M. Potier finit ses affaires et nous partîmes pour Coulommiers où monsieur fut bien fêté à son arrivée de ce voyage de trois mois; toutes les affaires de la maison étaient comme monsieur le désirait. «Eh bien! mon ami, es-tu content de ton voyage?» dit Mme Potier.--Je suis enchanté de ces messieurs.
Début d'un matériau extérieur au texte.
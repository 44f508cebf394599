//! Command definitions
//!
//! Commands represent intentions to move money through the ledger.

use chrono::{DateTime, Utc};
use rust_decimal::Decimal;
use serde::{Deserialize, Serialize};
use std::fmt;
use uuid::Uuid;

use crate::domain::CurrencyCode;
use crate::ledger::EntryStatus;

/// Command to fund a wallet from an external source (simulated)
#[derive(Debug, Clone, Serialize, Deserialize)]
pub struct FundCommand {
    /// Owner of the wallet being funded
    pub user_id: Uuid,
    /// Amount to credit (as string for precise decimal)
    pub amount: String,
    /// Currency of the target wallet
    pub currency: String,
}

impl FundCommand {
    pub fn new(user_id: Uuid, amount: String, currency: String) -> Self {
        Self {
            user_id,
            amount,
            currency,
        }
    }
}

/// Command to withdraw to an external destination (simulated)
#[derive(Debug, Clone, Serialize, Deserialize)]
pub struct WithdrawCommand {
    pub user_id: Uuid,
    /// Amount to debit (as string for precise decimal)
    pub amount: String,
    pub currency: String,
}

impl WithdrawCommand {
    pub fn new(user_id: Uuid, amount: String, currency: String) -> Self {
        Self {
            user_id,
            amount,
            currency,
        }
    }
}

/// Where a peer transfer lands: an internal wallet or an external
/// destination (bank account etc., payout simulated).
#[derive(Debug, Clone, Copy, PartialEq, Eq, Serialize, Deserialize)]
#[serde(rename_all = "lowercase")]
pub enum RecipientKind {
    Wallet,
    External,
}

impl fmt::Display for RecipientKind {
    fn fmt(&self, f: &mut fmt::Formatter<'_>) -> fmt::Result {
        match self {
            RecipientKind::Wallet => f.write_str("wallet"),
            RecipientKind::External => f.write_str("external"),
        }
    }
}

/// Command to send money to another account, converting currency on the
/// way. Fields arrive optional so the handler can fail fast with a
/// precise missing-field error before touching any wallet.
#[derive(Debug, Clone, Serialize, Deserialize)]
pub struct SendMoneyCommand {
    /// Authenticated sender
    pub sender_id: Uuid,
    /// Amount to debit from the sender (as string for precise decimal)
    pub amount: Option<String>,
    /// Kind of destination account
    pub account_type: Option<RecipientKind>,
    /// Destination identifier (wallet id for internal transfers)
    pub account_id: Option<String>,
    /// Sender-side currency
    pub currency: Option<String>,
    /// Currency the destination receives
    pub receiving_currency: Option<String>,
    /// Optional human-readable note; a default is generated when absent
    pub description: Option<String>,
}

impl SendMoneyCommand {
    pub fn new(sender_id: Uuid) -> Self {
        Self {
            sender_id,
            amount: None,
            account_type: None,
            account_id: None,
            currency: None,
            receiving_currency: None,
            description: None,
        }
    }

    pub fn with_amount(mut self, amount: impl Into<String>) -> Self {
        self.amount = Some(amount.into());
        self
    }

    pub fn with_recipient(mut self, kind: RecipientKind, account_id: impl Into<String>) -> Self {
        self.account_type = Some(kind);
        self.account_id = Some(account_id.into());
        self
    }

    pub fn with_currencies(
        mut self,
        currency: impl Into<String>,
        receiving_currency: impl Into<String>,
    ) -> Self {
        self.currency = Some(currency.into());
        self.receiving_currency = Some(receiving_currency.into());
        self
    }

    pub fn with_description(mut self, description: impl Into<String>) -> Self {
        self.description = Some(description.into());
        self
    }
}

/// Command to convert funds between two of the same user's wallets
#[derive(Debug, Clone, Serialize, Deserialize)]
pub struct ConvertCommand {
    pub user_id: Uuid,
    /// Amount to convert (as string for precise decimal)
    pub amount: Option<String>,
    pub from_currency: Option<String>,
    pub to_currency: Option<String>,
}

impl ConvertCommand {
    pub fn new(
        user_id: Uuid,
        amount: impl Into<String>,
        from_currency: impl Into<String>,
        to_currency: impl Into<String>,
    ) -> Self {
        Self {
            user_id,
            amount: Some(amount.into()),
            from_currency: Some(from_currency.into()),
            to_currency: Some(to_currency.into()),
        }
    }
}

/// Result of a successful fund operation
#[derive(Debug, Clone, Serialize, Deserialize)]
pub struct FundResult {
    pub wallet_id: Uuid,
    pub balance: Decimal,
    pub currency: CurrencyCode,
}

/// Result of a successful withdrawal
#[derive(Debug, Clone, Serialize, Deserialize)]
pub struct WithdrawResult {
    pub wallet_id: Uuid,
    pub balance: Decimal,
    pub currency: CurrencyCode,
}

/// Result of a successful send, shaped for display
#[derive(Debug, Clone, Serialize, Deserialize)]
pub struct SendMoneyResult {
    /// The sender's debit entry
    pub transaction_id: Uuid,
    pub transaction_date: DateTime<Utc>,
    pub sender_id: Uuid,
    pub amount_sent: Decimal,
    pub sending_currency: CurrencyCode,
    pub amount_received: Decimal,
    pub receiving_currency: CurrencyCode,
    /// Effective rate, 6 decimal places
    pub rate: Decimal,
    pub description: String,
    pub status: EntryStatus,
}

/// Result of a successful conversion
#[derive(Debug, Clone, Serialize, Deserialize)]
pub struct ConvertResult {
    /// The primary (debit) entry
    pub transaction_id: Uuid,
    pub conversion_date: DateTime<Utc>,
    pub amount_debited: Decimal,
    pub from_currency: CurrencyCode,
    pub amount_credited: Decimal,
    pub to_currency: CurrencyCode,
    /// Effective rate, 6 decimal places
    pub rate: Decimal,
}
Tout s'est passé pour le mieux du monde. Jean s'est surpassé d'adresse; il s'est fait remarquer de tout le monde; de plus, il est invité à venir avec moi pour recevoir six cents chevaux de remonte pour la cavalerie et c'est lui qui est nommé pour les monter; tous ces messieurs l'ont compris dans les émoluments qui me sont alloués. Tu peux lui faire ton cadeau, il le mérite. Il a soufflé le pion aux grenadiers du Directoire pour manier un cheval.»

Madame me mène le dimanche à la ville et me fait cadeau d'un habillement complet: «Vous enverrez tout cela à mon mari avec la facture acquittée.»

Combien je fus flatté de ce procédé! M. Potier me présente le paquet: «Voilà le cadeau que vous avez mérité! Il faut lui faire faire son habillement de suite. Demain nous reprendrons nos travaux au moulin; il nous faut deux cents sacs de farine pour Paris.»

Toute la semaine fut employée au moulin; le dimanche nous passâmes nos chevaux en revue; monsieur et madame furent dîner en ville. Et moi de régaler tous les domestiques de nos voyages, racontant tout ce que j'avais vu à Paris. Le soir, je fus chercher mes maîtres sans leur permission. Ils furent contents de cette attention et je les ramenai à minuit. Le lendemain, je reçus mes habillements; tout était complet.

«Allons, Jean! il faut voir si tout cela va bien!» Ils me mènent dans leur chambre et président à ma toilette, disant: «On ne vous reconnaîtra plus!... Tenez, ajoute madame, voilà des cravates et des mouchoirs de poche. Je vous ai acheté une malle pour mettre toutes vos affaires.--Monsieur et madame, je suis confus de toutes vos bontés.»

Le dimanche je m'habille et parais devant tout le monde de la maison, comme si je sortais d'une boîte. Tous mes camarades de me toiser de la tête aux pieds, et tout le monde de me faire des compliments. Je les remerciai par une poignée de main, et je fus rempli d'attention pour tous.